Note that the choice of σ depends only on *R* and the function $h(x)$.
Let ${\alpha}_{n}={\mathrm{min}}_{K}{u}_{n}(x)$.
The rest of the proof proceeds by considering the two cases ${a}^{*}={\lambda}_{1}({\mathrm{\Omega}}_{0})$ and ${a}^{*}>{\lambda}_{1}({\mathrm{\Omega}}_{0})$ separately.

If ${a}^{*}={\lambda}_{1}({\mathrm{\Omega}}_{0})$, since ${u}_{n}/{\parallel {u}_{n}\parallel}_{\mathrm{\infty}}\to {\phi}_{1}^{*}>0$ in ${\mathrm{\Omega}}_{0}$ and ${c}_{n}/{\parallel {u}_{n}\parallel}_{\mathrm{\infty}}\to 0$, then ${\alpha}_{n}/{c}_{n}\to +\mathrm{\infty}$.
Hence, we can choose ${\beta}_{n}\to \mathrm{\infty}$ so that ${c}_{n}{e}^{\sigma {R}^{2}}\le {\beta}_{n}\le \frac{1}{2}{\alpha}_{n}{e}^{\sigma {R}^{2}/4}$.
Therefore, for $x\in {B}_{{x}_{n}}\setminus {B}_{R/2}({y}_{n})$, we have

$(-\mathrm{\Delta}-{a}_{n})\left({u}_{n}(x)-({u}_{n}({z}_{n})+{\beta}_{n}{\eta}_{n}(x))\right)\ge ({\beta}_{n}{e}^{-\sigma {R}^{2}}-{c}_{n})h(x)\ge 0$

and, in addition,

${u}_{n}(x)\ge {u}_{n}({z}_{n})+{\beta}_{n}{\eta}_{n}(x),x\in \partial ({B}_{{x}_{n}}\setminus {B}_{R/2}({y}_{n})).$

Since ${a}_{n}\to {\lambda}_{1}({\mathrm{\Omega}}_{0})<{\lambda}_{1}({B}_{{x}_{n}})$, the maximum principle finally yields (3.3).
Now taking $x={z}_{n}$ in (3.3), we have ${\beta}_{n}{\eta}_{n}({z}_{n})\le 0$, which, since ${z}_{n}\in {B}_{{x}_{n}}\setminus {B}_{R/2}({y}_{n})$, contradicts (3.4).
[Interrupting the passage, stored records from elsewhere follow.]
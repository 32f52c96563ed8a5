//! Config defaults and core validation tests for provenance-config.
// crates/provenance-config/tests/config_defaults.rs
// =============================================================================
// Module: Config Defaults and Core Validation Tests
// Description: Validate default behavior and core config invariants.
// Purpose: Ensure minimal config is valid and critical invariants are enforced.
// =============================================================================

use provenance_config::ConfigError;
use provenance_config::ProvenanceConfig;
use provenance_config::StorageBackend;
use provenance_config::config_toml_example;

mod common;

type TestResult = Result<(), String>;

fn assert_invalid(result: Result<(), ConfigError>, needle: &str) -> TestResult {
    match result {
        Err(error) => {
            let message = error.to_string();
            if message.contains(needle) {
                Ok(())
            } else {
                Err(format!("error {message} did not contain {needle}"))
            }
        }
        Ok(()) => Err("expected invalid config".to_string()),
    }
}

#[test]
fn minimal_config_validates() -> TestResult {
    let config = common::minimal_config().map_err(|err| err.to_string())?;
    config.validate().map_err(|err| err.to_string())?;
    Ok(())
}

#[test]
fn storage_defaults_to_memory_backend() -> TestResult {
    let config = common::minimal_config().map_err(|err| err.to_string())?;
    if config.storage.backend != StorageBackend::Memory {
        return Err("storage.type should default to memory".to_string());
    }
    if config.storage.sqlite_config().is_some() {
        return Err("memory backend should not produce a sqlite config".to_string());
    }
    Ok(())
}

#[test]
fn limits_defaults_match_registry_defaults() -> TestResult {
    let config = common::minimal_config().map_err(|err| err.to_string())?;
    let limits = config.registry_limits();
    if limits.max_text_field_length != provenance_core::runtime::DEFAULT_MAX_TEXT_FIELD_LENGTH {
        return Err("limits.max_text_field_length default mismatch".to_string());
    }
    if limits.max_certificates_per_product
        != provenance_core::runtime::DEFAULT_MAX_CERTIFICATES_PER_PRODUCT
    {
        return Err("limits.max_certificates_per_product default mismatch".to_string());
    }
    if limits.max_sources_per_product != provenance_core::runtime::DEFAULT_MAX_SOURCES_PER_PRODUCT {
        return Err("limits.max_sources_per_product default mismatch".to_string());
    }
    Ok(())
}

#[test]
fn empty_roster_is_rejected() -> TestResult {
    let config = common::config_from_toml("").map_err(|err| err.to_string())?;
    assert_invalid(config.validate(), "coordinators roster must contain at least one entry")?;
    Ok(())
}

#[test]
fn unknown_keys_are_rejected() -> TestResult {
    let result = common::config_from_toml("[surprise]\nkey = 1\n");
    if result.is_ok() {
        return Err("unknown config sections should be rejected".to_string());
    }
    Ok(())
}

#[test]
fn zero_limit_override_is_rejected() -> TestResult {
    let mut config = common::minimal_config().map_err(|err| err.to_string())?;
    config.limits.max_certificates_per_product = 0;
    assert_invalid(
        config.validate(),
        "limits.max_certificates_per_product must be greater than zero",
    )?;
    Ok(())
}

#[test]
fn example_config_parses_and_validates() -> TestResult {
    let config: ProvenanceConfig =
        toml::from_str(&config_toml_example()).map_err(|err| err.to_string())?;
    config.validate().map_err(|err| err.to_string())?;
    if config.storage.backend != StorageBackend::Sqlite {
        return Err("example config should select the sqlite backend".to_string());
    }
    if config.roster().len() != 3 {
        return Err("example config should list three coordinators".to_string());
    }
    Ok(())
}

#[test]
fn load_reads_config_from_disk() -> TestResult {
    let dir = tempfile::TempDir::new().map_err(|err| err.to_string())?;
    let path = dir.path().join("provenance.toml");
    std::fs::write(&path, config_toml_example()).map_err(|err| err.to_string())?;

    let config = ProvenanceConfig::load(Some(&path)).map_err(|err| err.to_string())?;
    if config.coordinators.len() != 3 {
        return Err("loaded config should list three coordinators".to_string());
    }
    Ok(())
}

#[test]
fn load_rejects_missing_file() -> TestResult {
    let dir = tempfile::TempDir::new().map_err(|err| err.to_string())?;
    let path = dir.path().join("absent.toml");
    match ProvenanceConfig::load(Some(&path)) {
        Err(ConfigError::Io(_)) => Ok(()),
        Err(other) => Err(format!("expected io error, got {other}")),
        Ok(_) => Err("expected missing config to fail".to_string()),
    }
}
In the second case, that is, ${a}^{*}>{\lambda}_{1}({\mathrm{\Omega}}_{0})$, by step 1 we have
$0<\alpha ={lim}_{n\to +\mathrm{\infty}}{c}_{n}/{\parallel {u}_{n}\parallel}_{\mathrm{\infty}}$ and ${v}_{n}\to {v}_{0}=\alpha {\psi}_{{a}^{*}}$.
Thus,

$\underset{n\to +\mathrm{\infty}}{lim}\frac{{\alpha}_{n}}{{c}_{n}}=\underset{n\to +\mathrm{\infty}}{lim}\frac{\frac{{\alpha}_{n}}{{\parallel {u}_{n}\parallel}_{\mathrm{\infty}}}}{\frac{{c}_{n}}{{\parallel {u}_{n}\parallel}_{\mathrm{\infty}}}}\ge \frac{\alpha {\mathrm{min}}_{x\in K}{\psi}_{{a}^{*}}(x)}{\alpha}\ge \underset{x\in K}{\mathrm{min}}{\psi}_{{a}^{*}}(x).$

From (3.1) and Remark 2.9, we have

${\psi}_{{a}^{*}}=\frac{{h}_{1}}{{a}^{*}-{\lambda}_{1}({\mathrm{\Omega}}_{0})}{\phi}_{1}^{*}+{(\mathrm{\Delta}+{a}^{*})}^{-1}(\stackrel{~}{h}(x)).$

Hence, by further decreasing δ, we can guarantee that

$\underset{x\in K}{\mathrm{min}}{\psi}_{{a}^{*}}(x)=\underset{x\in K}{\mathrm{min}}\left(\frac{{h}_{1}}{{a}^{*}-{\lambda}_{1}({\mathrm{\Omega}}_{0})}{\phi}_{1}^{*}+{(\mathrm{\Delta}+{a}^{*})}^{-1}(\stackrel{~}{h}(x))\right)>{e}^{3\sigma {R}^{2}/4}.$

Now we may proceed as in the previous case, obtaining (3.3) and a contradiction as before.
The proof of step 2 is now complete.

*Step 3: Let ${u}_{n}\mathit{}\mathrm{(}{z}_{n}\mathrm{)}\mathrm{=}{\mathrm{min}}_{x\mathrm{\in}{\overline{\mathrm{\Omega}}}_{\mathrm{0}}}\mathit{}{u}_{n}\mathit{}\mathrm{(}x\mathrm{)}$. Then
${u}_{n}\mathit{}\mathrm{(}{z}_{n}\mathrm{)}\mathrm{\to}\mathrm{\infty}$ .*
To argue by contradiction, we assume that ${u}_{n}({z}_{n})$ is bounded, i.e., ${u}_{n}({z}_{n})\le M$ for some $M>0$ independent of *n*.
Then, by step 2, we have ${z}_{n}\in \partial {\mathrm{\Omega}}_{0}$. We follow the argument in step 2 where now ${z}_{n}={x}_{n}$, and conclude

${u}_{n}(x)\ge {u}_{n}({x}_{n})+{\beta}_{n}{\eta}_{n}(x)\mathit{\hspace{1em}}\text{in}{B}_{{x}_{n}}\setminus {B}_{R/2}({y}_{n})$(3.6)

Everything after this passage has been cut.